Key aspects of the proposed budget agreement that covers the current fiscal year and the next.
— Eliminates automatic spending cuts, known as sequestration, for defense and non-defense programs, and provides for spending increases for priorities in both categories.
— Significantly increases spending for non-defense programs by $131 billion over the current and coming fiscal year.
— Significantly increases spending for defense programs by $165 billion over two years.
— Includes effort to come up with a legislative fix for millions of pensioners facing cuts to their benefits through no fault of their own.
— Extends the Children’s Health Insurance Plan for 10 years, up from six years under a previous agreement.

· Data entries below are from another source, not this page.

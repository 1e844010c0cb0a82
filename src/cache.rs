//! Expiring key-value cache with an injectable clock
//!
//! Backs team streaks and rate-limit windows. Time comes from a [`Clock`] so
//! tests can move it forward instead of sleeping.

use std::{
    collections::HashMap,
    hash::Hash,
    sync::{Arc, Mutex},
    time::{Duration, Instant},
};
use tokio::sync::RwLock;

/// Source of "now" for expiry decisions
pub trait Clock: Send + Sync + std::fmt::Debug {
    fn now(&self) -> Instant;
}

#[derive(Debug, Clone, Copy, Default)]
pub struct SystemClock;

impl Clock for SystemClock {
    fn now(&self) -> Instant {
        Instant::now()
    }
}

/// Clock that only moves when told to
#[derive(Debug)]
pub struct ManualClock {
    start: Instant,
    elapsed: Mutex<Duration>,
}

impl ManualClock {
    pub fn new() -> Self {
        Self {
            start: Instant::now(),
            elapsed: Mutex::new(Duration::ZERO),
        }
    }

    pub fn advance(&self, by: Duration) {
        let mut elapsed = self.elapsed.lock().unwrap_or_else(|e| e.into_inner());
        *elapsed += by;
    }
}

impl Default for ManualClock {
    fn default() -> Self {
        Self::new()
    }
}

impl Clock for ManualClock {
    fn now(&self) -> Instant {
        let elapsed = *self.elapsed.lock().unwrap_or_else(|e| e.into_inner());
        self.start + elapsed
    }
}

/// Longest lifetime an entry can get; larger TTLs are clamped to it
pub const MAX_TTL: Duration = Duration::from_secs(100 * 365 * 24 * 60 * 60);

fn expiry(from: Instant, ttl: Duration) -> Instant {
    let ttl = ttl.min(MAX_TTL);
    from.checked_add(ttl).unwrap_or_else(|| {
        tracing::warn!(?ttl, "Cache TTL overflows the clock, entry expires immediately");
        from
    })
}

#[derive(Debug, Clone)]
struct CacheEntry<V> {
    value: V,
    expires_at: Instant,
}

#[derive(Debug, Clone)]
pub struct TtlCache<K, V> {
    entries: Arc<RwLock<HashMap<K, CacheEntry<V>>>>,
    ttl: Duration,
    clock: Arc<dyn Clock>,
}

impl<K, V> TtlCache<K, V>
where
    K: Eq + Hash + Clone,
    V: Clone,
{
    pub fn new(ttl: Duration) -> Self {
        Self::with_clock(ttl, Arc::new(SystemClock))
    }

    pub fn with_clock(ttl: Duration, clock: Arc<dyn Clock>) -> Self {
        Self {
            entries: Arc::new(RwLock::new(HashMap::new())),
            ttl,
            clock,
        }
    }

    pub fn ttl(&self) -> Duration {
        self.ttl
    }

    pub fn now(&self) -> Instant {
        self.clock.now()
    }

    /// Expiry for an entry written at `from` with the cache's TTL
    pub fn expiry_from(&self, from: Instant) -> Instant {
        expiry(from, self.ttl)
    }

    /// Live value for `key`; expired entries read as missing
    pub async fn get(&self, key: &K) -> Option<V> {
        let now = self.clock.now();
        self.entries
            .read()
            .await
            .get(key)
            .filter(|e| e.expires_at > now)
            .map(|e| e.value.clone())
    }

    pub async fn insert(&self, key: K, value: V) {
        self.insert_with_ttl(key, value, self.ttl).await;
    }

    pub async fn insert_with_ttl(&self, key: K, value: V, ttl: Duration) {
        let expires_at = expiry(self.clock.now(), ttl);
        self.entries
            .write()
            .await
            .insert(key, CacheEntry { value, expires_at });
    }

    /// Read-modify-write under one lock. `f` sees None for a missing or
    /// expired entry. A returned `(value, expires_at)` is stored as is;
    /// None removes the key.
    pub async fn update<F, R>(&self, key: K, f: F) -> R
    where
        F: FnOnce(Option<(&V, Instant)>) -> (Option<(V, Instant)>, R),
    {
        let now = self.clock.now();
        let mut entries = self.entries.write().await;

        let current = entries
            .get(&key)
            .filter(|e| e.expires_at > now)
            .map(|e| (&e.value, e.expires_at));
        let (next, result) = f(current);

        match next {
            Some((value, expires_at)) => {
                entries.insert(key, CacheEntry { value, expires_at });
            }
            None => {
                entries.remove(&key);
            }
        }
        result
    }

    pub async fn remove(&self, key: &K) -> Option<V> {
        self.entries.write().await.remove(key).map(|e| e.value)
    }

    /// Drop expired entries (call periodically)
    pub async fn cleanup(&self) -> usize {
        let now = self.clock.now();
        let mut entries = self.entries.write().await;
        let before = entries.len();
        entries.retain(|_, e| e.expires_at > now);
        before - entries.len()
    }

    /// Live entries as `(key, value)` pairs
    pub async fn snapshot(&self) -> Vec<(K, V)> {
        let now = self.clock.now();
        self.entries
            .read()
            .await
            .iter()
            .filter(|(_, e)| e.expires_at > now)
            .map(|(k, e)| (k.clone(), e.value.clone()))
            .collect()
    }
}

— Includes an additional $6 billion for fighting opioid addiction and boosting mental health services, $4 billion to improve health care for veterans, $20 billion for infrastructure improvements and $2 billion to support additional research at the National Institutes of Health.
— Provides additional funding for constituent services at the Social Security Administration and for the Internal Revenue Service, which is implementing the new tax-cut law.
— Suspends the government’s cap on borrowing, or debt limit, through March 2019, eliminating the looming threat of a market-rattling default on U.S. obligations.
— Provides almost $90 billion in disaster relief, mostly for hurricane-hit Texas, Florida and Puerto Rico.